Charles Krauthammer:

The barbarism in Mumbai and the economic crisis at home have largely overshadowed an otherwise singular event: the ratification of military- and strategic-cooperation agreements between Iraq and the United States.

They must not pass unnoted. They were certainly noted by Iran, which fought fiercely to undermine the agreements. Tehran understood how a formal U.S.-Iraqi alliance endorsed by a broad Iraqi consensus expressed in a freely elected parliament changes the strategic balance in the region.

For the United States, it represents the single most important geopolitical advance in the region since Henry Kissinger turned Egypt from a Soviet client into an American ally. If we don’t blow it with too hasty a withdrawal from Iraq, we will have turned a chronically destabilizing enemy state at the epicenter of the Arab Middle East into an ally.

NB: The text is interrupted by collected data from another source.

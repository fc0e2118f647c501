//! Metadata collaborator: series resolution and the last-value cache.
//!
//! The metadata tree proper lives outside the storage group; the
//! coordinator only needs schema lookups and last-value cache updates,
//! prioritized by the device's global flushed watermark.

use crate::{DataPoint, Result, TsVaultError};
use parking_lot::RwLock;
use std::collections::HashMap;

/// Resolved schema of one series.
#[derive(Debug, Clone, PartialEq, Eq)]
pub struct SeriesSchema {
    pub device: String,
    pub measurement: String,
}

impl SeriesSchema {
    pub fn series_path(&self) -> String {
        format!("{}.{}", self.device, self.measurement)
    }
}

/// The slice of the metadata service the coordinator consumes.
pub trait MetadataService: Send + Sync {
    /// Resolves a series to its schema, creating device nodes on demand.
    fn series_schema(&self, device: &str, measurement: &str) -> Result<SeriesSchema>;

    /// Updates the cached last value of a series. `latest_flushed` is the
    /// device's global flushed watermark; a cached value at or above the
    /// incoming timestamp wins.
    fn update_last_cache(
        &self,
        device: &str,
        measurement: &str,
        point: DataPoint,
        high_priority: bool,
        latest_flushed: i64,
    ) -> Result<()>;

    /// The storage group owning a full series path.
    fn storage_group_for(&self, path: &str) -> Result<String>;
}

/// In-memory metadata service with a last-value cache.
pub struct InMemoryMetadata {
    group: String,
    last_cache: RwLock<HashMap<(String, String), DataPoint>>,
}

impl InMemoryMetadata {
    pub fn new(group: impl Into<String>) -> Self {
        Self {
            group: group.into(),
            last_cache: RwLock::new(HashMap::new()),
        }
    }

    /// The cached last value of a series, if any.
    pub fn last_cached(&self, device: &str, measurement: &str) -> Option<DataPoint> {
        self.last_cache
            .read()
            .get(&(device.to_string(), measurement.to_string()))
            .copied()
    }
}

impl MetadataService for InMemoryMetadata {
    fn series_schema(&self, device: &str, measurement: &str) -> Result<SeriesSchema> {
        if device.is_empty() || measurement.is_empty() {
            return Err(TsVaultError::Metadata {
                series: format!("{device}.{measurement}"),
                details: "device and measurement must be non-empty".to_string(),
            });
        }
        Ok(SeriesSchema {
            device: device.to_string(),
            measurement: measurement.to_string(),
        })
    }

    fn update_last_cache(
        &self,
        device: &str,
        measurement: &str,
        point: DataPoint,
        _high_priority: bool,
        _latest_flushed: i64,
    ) -> Result<()> {
        let key = (device.to_string(), measurement.to_string());
        let mut cache = self.last_cache.write();
        match cache.get(&key) {
            Some(cached) if cached.timestamp >= point.timestamp => {}
            _ => {
                cache.insert(key, point);
            }
        }
        Ok(())
    }

    fn storage_group_for(&self, _path: &str) -> Result<String> {
        Ok(self.group.clone())
    }
}

#[cfg(test)]
mod tests {
    use super::*;

    #[test]
    fn last_cache_keeps_the_newest_point() {
        let meta = InMemoryMetadata::new("root.sg");
        meta.update_last_cache("d1", "m1", DataPoint::new(10, 1.0), true, i64::MIN)
            .unwrap();
        meta.update_last_cache("d1", "m1", DataPoint::new(5, 9.0), true, i64::MIN)
            .unwrap();
        assert_eq!(meta.last_cached("d1", "m1"), Some(DataPoint::new(10, 1.0)));

        meta.update_last_cache("d1", "m1", DataPoint::new(20, 2.0), true, i64::MIN)
            .unwrap();
        assert_eq!(meta.last_cached("d1", "m1"), Some(DataPoint::new(20, 2.0)));
    }

    #[test]
    fn schema_rejects_empty_components() {
        let meta = InMemoryMetadata::new("root.sg");
        assert!(meta.series_schema("", "m1").is_err());
        assert!(meta.series_schema("d1", "").is_err());
        assert!(meta.series_schema("d1", "m1").is_ok());
    }
}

Also largely overlooked at home was the sheer wonder of the procedure that produced Iraq’s consent: classic legislative maneuvering with no more than a tussle or two — tame by international standards (see YouTube: “Best Taiwanese Parliament Fights Of All Time!”) — over the most fundamental issues of national identity and direction.

The only significant opposition bloc was the Sadrists, a mere 30 seats out of 275. The ostensibly pro-Iranian religious Shiite parties resisted Tehran’s pressure and championed the agreement. As did the Kurds. The Sunnis put up the greatest fight. But their concern was that America would be withdrawing too soon, leaving them subject to overbearing and perhaps even vengeful Shiite dominance.

The Sunnis, who only a few years ago had boycotted provincial elections, bargained with Prime Minister Nouri al-Maliki, trying to exploit his personal stake in agreements he himself had negotiated. They did not achieve their maximum objectives. But they did get formal legislative commitments for future consideration of their grievances — from amnesty to further relaxation of the de-Baathification laws.

That any of this democratic give-and-take should be happening in a peaceful parliament just two years after Iraq’s descent into sectarian hell is in itself astonishing. Nor is the setting of a withdrawal date terribly troubling. The deadline is almost entirely symbolic. U.S. troops must be out by December 31, 2011 — the weekend before the Iowa caucuses, which, because God is merciful, will arrive again only in the very fullness of time. Moreover, that date is not just distant but flexible. By treaty, it can be amended. If conditions on the ground warrant, it will be.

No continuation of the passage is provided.